## Collected data
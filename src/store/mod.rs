pub mod repo;
pub mod supabase;

pub use repo::Repository;
pub use supabase::{StoreError, SupabaseClient};
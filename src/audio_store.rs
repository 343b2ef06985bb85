use std::collections::HashMap;
use std::sync::Arc;
use std::time::{Duration, Instant};

use bytes::Bytes;
use tokio::sync::Mutex;

struct Clip {
    audio: Bytes,
    created_at: Instant,
}

/// Short-lived store of synthesized MP3 clips, keyed by random id.
///
/// TwiML can only reference audio by URL, so each TTS reply is parked here
/// and served from `GET /audio/{id}` until Twilio has fetched it.
#[derive(Clone)]
pub struct AudioStore {
    inner: Arc<Mutex<HashMap<String, Clip>>>,
    ttl: Duration,
}

impl AudioStore {
    pub fn new(ttl_secs: u64) -> Self {
        Self {
            inner: Arc::new(Mutex::new(HashMap::new())),
            ttl: Duration::from_secs(ttl_secs),
        }
    }

    /// Store a clip and return its id.
    pub async fn put(&self, audio: Vec<u8>) -> String {
        let id = uuid::Uuid::new_v4().simple().to_string();
        let mut clips = self.inner.lock().await;
        clips.retain(|_, c| c.created_at.elapsed() < self.ttl);
        clips.insert(
            id.clone(),
            Clip {
                audio: Bytes::from(audio),
                created_at: Instant::now(),
            },
        );
        tracing::debug!(clip_id = %id, stored = clips.len(), "Audio clip stored");
        id
    }

    /// Look up a clip that has not expired.
    pub async fn get(&self, id: &str) -> Option<Bytes> {
        let clips = self.inner.lock().await;
        clips
            .get(id)
            .filter(|c| c.created_at.elapsed() < self.ttl)
            .map(|c| c.audio.clone())
    }
}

## Work instructions
A verbatim transcription of all the entries above is required.

## Expected output
filename src/store/mod.rs
pub mod repo;
pub mod supabase;

pub use repo::Repository;
pub use supabase::{StoreError, SupabaseClient};
filename src/audio_store.rs
repository 343b2ef06985bb85
use std::collections::HashMap;
use std::sync::Arc;
use std::time::{Duration, Instant};

use bytes::Bytes;
use tokio::sync::Mutex;

struct Clip {
    audio: Bytes,
    created_at: Instant,
}

/// Short-lived store of synthesized MP3 clips, keyed by random id.
///
/// TwiML can only reference audio by URL, so each TTS reply is parked here
/// and served from `GET /audio/{id}` until Twilio has fetched it.
#[derive(Clone)]
pub struct AudioStore {
    inner: Arc<Mutex<HashMap<String, Clip>>>,
    ttl: Duration,
}

impl AudioStore {
    pub fn new(ttl_secs: u64) -> Self {
        Self {
            inner: Arc::new(Mutex::new(HashMap::new())),
            ttl: Duration::from_secs(ttl_secs),
        }
    }

    /// Store a clip and return its id.
    pub async fn put(&self, audio: Vec<u8>) -> String {
        let id = uuid::Uuid::new_v4().simple().to_string();
        let mut clips = self.inner.lock().await;
        clips.retain(|_, c| c.created_at.elapsed() < self.ttl);
        clips.insert(
            id.clone(),
            Clip {
                audio: Bytes::from(audio),
                created_at: Instant::now(),
            },
        );
        tracing::debug!(clip_id = %id, stored = clips.len(), "Audio clip stored");
        id
    }

    /// Look up a clip that has not expired.
    pub async fn get(&self, id: &str) -> Option<Bytes> {
        let clips = self.inner.lock().await;
        clips
            .get(id)
            .filter(|c| c.created_at.elapsed() < self.ttl)
            .map(|c| c.audio.clone())
    }
}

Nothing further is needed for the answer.